Even the slaughter of children with military-style weaponry can’t get Congress to stand up to the NRA, which represents only a small percentage of us and, on issues such as universal background checks, doesn’t even speak for most gun owners or Republicans. The gun lobby’s clout overshadows our children’s welfare, and politicians’ fear of anti-government extremists, survivalists and Second Amendment absolutists will enable us to continue leading the developed world in both gun ownership and firearm-related murders.

We spend more per capita than any other country on earth on healthcare, yet, as of 2006, we ranked 39th in infant mortality, 42nd in adult male mortality and 36th in life expectancy. In 2011, Japan ranked third in life expectancy, despite spending only 8.5% of GDP on healthcare, compared with the U.S.’s 18%.

In overall education, the Economist Intelligence Unit ranked the U.S. 17th out of 50 countries, trailing such nations as Finland, Ireland and Poland. American students’ test scores in math and science are even more dismal, which isn’t surprising when half the populace doesn’t believe in evolution or manmade global warming, which are accepted by 97% of scientists, according to the nonpartisan Pew Poll. Even some conservatives worry the GOP has become the evangelical anti-science party.

Ironically, access to vast new domestic fuel reserves may finally bring us energy independence, while pushing the planet past the global warming tipping point. And although we spend more on our military ($711 billion) than the next 12 countries combined ($671 billion), we’re incapable of preventing nuclear proliferation by some of the world’s most insane and dangerous regimes (e.g., Iran and North Korea). Sometimes, being No. 1 — as we unquestionably are in military power — is more a curse than a blessing.

On the other hand, millions of immigrants still strive to come here, even as we disagree about whether that’s a good thing or not. The wealthy come from all over the world for American medical procedures, China sends 160,000 students a year to be educated in our universities and we lead the world in entrepreneurial innovation.

Nations are a mixture of exceptionalism and error. Our treatment of Native Americans was a national disgrace, as was our attachment to slavery, which lasted through most of the 19th century, long after Europe had abandoned this evil. However, in the 20th century, both the Soviet Union — truly an evil empire — and the Nazis were defeated, neither of which could have happened without the United States.

Exceptionalism is earned, not bequeathed from above. Whether we’re earning it now is open to debate, and, with globalization, the same can be said of humanity as a whole. We threaten future generations with overpopulation, pollution, global warming and our nuclear arsenals. Mankind has multiple ways to make the planet uninhabitable, and we’ve done little to demonstrate the moral or common sense to avert potential disaster.

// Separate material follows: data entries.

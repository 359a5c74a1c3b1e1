//! XMIDI (`.XMI`) music transcoding
//!
//! An XMIDI file is two IFF containers back to back: `FORM XDIR` declares the
//! song count, then `CAT XMID` holds one `FORM XMID` per song. Each song has
//! an optional timbre table (`TIMB`), an optional branch table (`RBRN`) and an
//! event stream (`EVNT`).
//!
//! The event stream differs from Standard MIDI in three ways: delays are sums
//! of 7-bit bytes, note-ons carry their own duration instead of a matching
//! note-off, and running status is not available. [`transcode`] turns every
//! song into absolute-tick events with explicit note-offs.
//!
//! SPDX-FileCopyrightText: 2025 `CyberDeco`
//!
//! SPDX-License-Identifier: MIT

mod chunk;
mod events;
mod reader;

use indexmap::IndexSet;
use serde::{Deserialize, Serialize};

use crate::error::MusicDecodeError;

pub use reader::transcode;

/// Controller number used as bank select
pub const BANK_SELECT_CONTROLLER: u8 = 114;

/// Default cap on consecutive `0x7F` delay continuation bytes
pub const DEFAULT_MAX_DELAY_CONTINUATIONS: usize = 4096;

/// Ticks per second of the XMIDI clock
pub const TICKS_PER_SECOND: u32 = 120;

/// Transcoder settings
#[derive(Debug, Clone, PartialEq, Eq, Serialize, Deserialize)]
#[serde(default)]
pub struct XmiOptions {
    /// Longest accepted run of `0x7F` continuation bytes in one delay
    pub max_delay_continuations: usize,
}

impl Default for XmiOptions {
    fn default() -> Self {
        Self {
            max_delay_continuations: DEFAULT_MAX_DELAY_CONTINUATIONS,
        }
    }
}

/// One decoded channel or system event
#[derive(Debug, Clone, PartialEq, Eq, Serialize)]
#[serde(tag = "type")]
pub enum MusicEvent {
    NoteOn {
        channel: u8,
        note: u8,
        velocity: u8,
        /// Ticks until the matching note-off
        duration_ticks: u32,
    },
    NoteOff {
        channel: u8,
        note: u8,
        velocity: u8,
        /// Generated from a note-on duration rather than read from the stream
        synthesized: bool,
    },
    KeyPressure {
        channel: u8,
        note: u8,
        pressure: u8,
    },
    ControllerChange {
        channel: u8,
        controller: u8,
        value: u8,
    },
    ProgramChange {
        channel: u8,
        patch: u8,
        /// Bank resolved from channel state or the declared timbres
        bank: u8,
    },
    ChannelPressure {
        channel: u8,
        pressure: u8,
    },
    PitchBend {
        channel: u8,
        /// 14-bit value, 0x2000 is centered
        value: u16,
    },
    Meta {
        kind: u8,
        data: Vec<u8>,
    },
    SysEx {
        /// `0xF0` or `0xF7`
        status: u8,
        data: Vec<u8>,
    },
}

impl MusicEvent {
    /// MIDI channel, for channel events
    #[must_use]
    pub fn channel(&self) -> Option<u8> {
        match self {
            Self::NoteOn { channel, .. }
            | Self::NoteOff { channel, .. }
            | Self::KeyPressure { channel, .. }
            | Self::ControllerChange { channel, .. }
            | Self::ProgramChange { channel, .. }
            | Self::ChannelPressure { channel, .. }
            | Self::PitchBend { channel, .. } => Some(*channel),
            Self::Meta { .. } | Self::SysEx { .. } => None,
        }
    }
}

/// Event placed on the song timeline
#[derive(Debug, Clone, PartialEq, Eq, Serialize)]
pub struct TimedEvent {
    /// Absolute tick
    pub tick: u64,
    /// Ticks since the previous event in the sequence
    pub delay_ticks: u64,
    pub event: MusicEvent,
}

/// Instrument reference
#[derive(Debug, Clone, Copy, PartialEq, Eq, Hash, Serialize)]
pub struct Timbre {
    pub patch: u8,
    pub bank: u8,
}

/// Ordered set of instruments a song uses
///
/// Rows declared in the `TIMB` chunk come first, in declaration order;
/// instruments first selected by a program change are appended.
#[derive(Debug, Clone, PartialEq, Eq, Default, Serialize)]
pub struct TimbreTable {
    entries: IndexSet<Timbre>,
    declared: usize,
}

impl TimbreTable {
    /// Table seeded with the declared rows
    #[must_use]
    pub fn from_declared(rows: impl IntoIterator<Item = Timbre>) -> Self {
        let entries: IndexSet<Timbre> = rows.into_iter().collect();
        let declared = entries.len();
        Self { entries, declared }
    }

    /// Add an instrument; returns its position in the table
    pub fn insert(&mut self, timbre: Timbre) -> usize {
        self.entries.insert_full(timbre).0
    }

    /// Bank of the first declared row using `patch`
    #[must_use]
    pub fn declared_bank(&self, patch: u8) -> Option<u8> {
        self.entries
            .iter()
            .take(self.declared)
            .find(|t| t.patch == patch)
            .map(|t| t.bank)
    }

    /// Number of rows that came from the `TIMB` chunk
    #[must_use]
    pub fn declared_len(&self) -> usize {
        self.declared
    }

    #[must_use]
    pub fn len(&self) -> usize {
        self.entries.len()
    }

    #[must_use]
    pub fn is_empty(&self) -> bool {
        self.entries.is_empty()
    }

    pub fn iter(&self) -> impl Iterator<Item = &Timbre> {
        self.entries.iter()
    }

    #[must_use]
    pub fn contains(&self, patch: u8, bank: u8) -> bool {
        self.entries.contains(&Timbre { patch, bank })
    }
}

/// Entry of the `RBRN` branch table
#[derive(Debug, Clone, Copy, PartialEq, Eq, Serialize)]
pub struct BranchPoint {
    pub id: u16,
    /// Byte offset into the event stream
    pub offset: u32,
}

/// One decoded song
#[derive(Debug, Clone, PartialEq, Eq, Serialize)]
pub struct MusicSequence {
    /// Position of the song in the container
    pub song_index: usize,
    pub events: Vec<TimedEvent>,
    pub timbres: TimbreTable,
    pub branch_points: Vec<BranchPoint>,
    /// Tick of the last event, including synthesized note-offs
    pub total_ticks: u64,
}

impl MusicSequence {
    /// Number of note-on events
    #[must_use]
    pub fn note_count(&self) -> usize {
        self.events
            .iter()
            .filter(|e| matches!(e.event, MusicEvent::NoteOn { .. }))
            .count()
    }
}

/// Result of decoding one song of a container
#[derive(Debug, Clone, PartialEq, Eq)]
pub enum SongOutcome {
    Decoded(MusicSequence),
    Failed {
        song_index: usize,
        error: MusicDecodeError,
    },
}

impl SongOutcome {
    #[must_use]
    pub fn sequence(&self) -> Option<&MusicSequence> {
        match self {
            Self::Decoded(sequence) => Some(sequence),
            Self::Failed { .. } => None,
        }
    }

    #[must_use]
    pub fn error(&self) -> Option<&MusicDecodeError> {
        match self {
            Self::Decoded(_) => None,
            Self::Failed { error, .. } => Some(error),
        }
    }
}

/// Every song of one XMIDI container
#[derive(Debug, Clone, PartialEq, Eq)]
pub struct MusicAsset {
    /// Song count declared in the `INFO` chunk
    pub declared_songs: u16,
    /// One outcome per `FORM XMID` found, in container order
    pub songs: Vec<SongOutcome>,
}

impl MusicAsset {
    /// Successfully decoded songs
    pub fn sequences(&self) -> impl Iterator<Item = &MusicSequence> {
        self.songs.iter().filter_map(SongOutcome::sequence)
    }

    /// Number of songs that failed
    #[must_use]
    pub fn failed_count(&self) -> usize {
        self.songs.iter().filter(|s| s.error().is_some()).count()
    }

    /// First song error, if any
    #[must_use]
    pub fn first_error(&self) -> Option<&MusicDecodeError> {
        self.songs.iter().find_map(SongOutcome::error)
    }

    /// Returns true if no song could be decoded
    #[must_use]
    pub fn all_failed(&self) -> bool {
        self.sequences().next().is_none()
    }
}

On February 15, asteroid DA14 passed within 17,200 miles of Sumatra on the same day a meteor exploded over Russia. Many larger bodies have collided with the Earth, including the asteroid that landed in the Yucatan peninsula 65 million years ago, obliterating the dinosaurs. Scientists tell us a collision with an object large enough to destroy all life on the planet is a matter of when, not if.

In March, NASA astrophysicists asked a skeptical Congress for money to defend against such catastrophes. Physicist Stephen Hawking has advocated for settlements on Mars to preserve the human race in the event of a civilization-ending natural disaster. Other scientists recommend building off-world colonies to save our species in case nuclear war or a manmade runaway greenhouse effect renders the Earth uninhabitable.

I’m not sure I’d vote to budget money for this latter purpose. Like American exceptionalism, human exceptionalism should be earned. If we’re unwilling or unable to protect and preserve our own planet, maybe we don’t deserve to infect other worlds.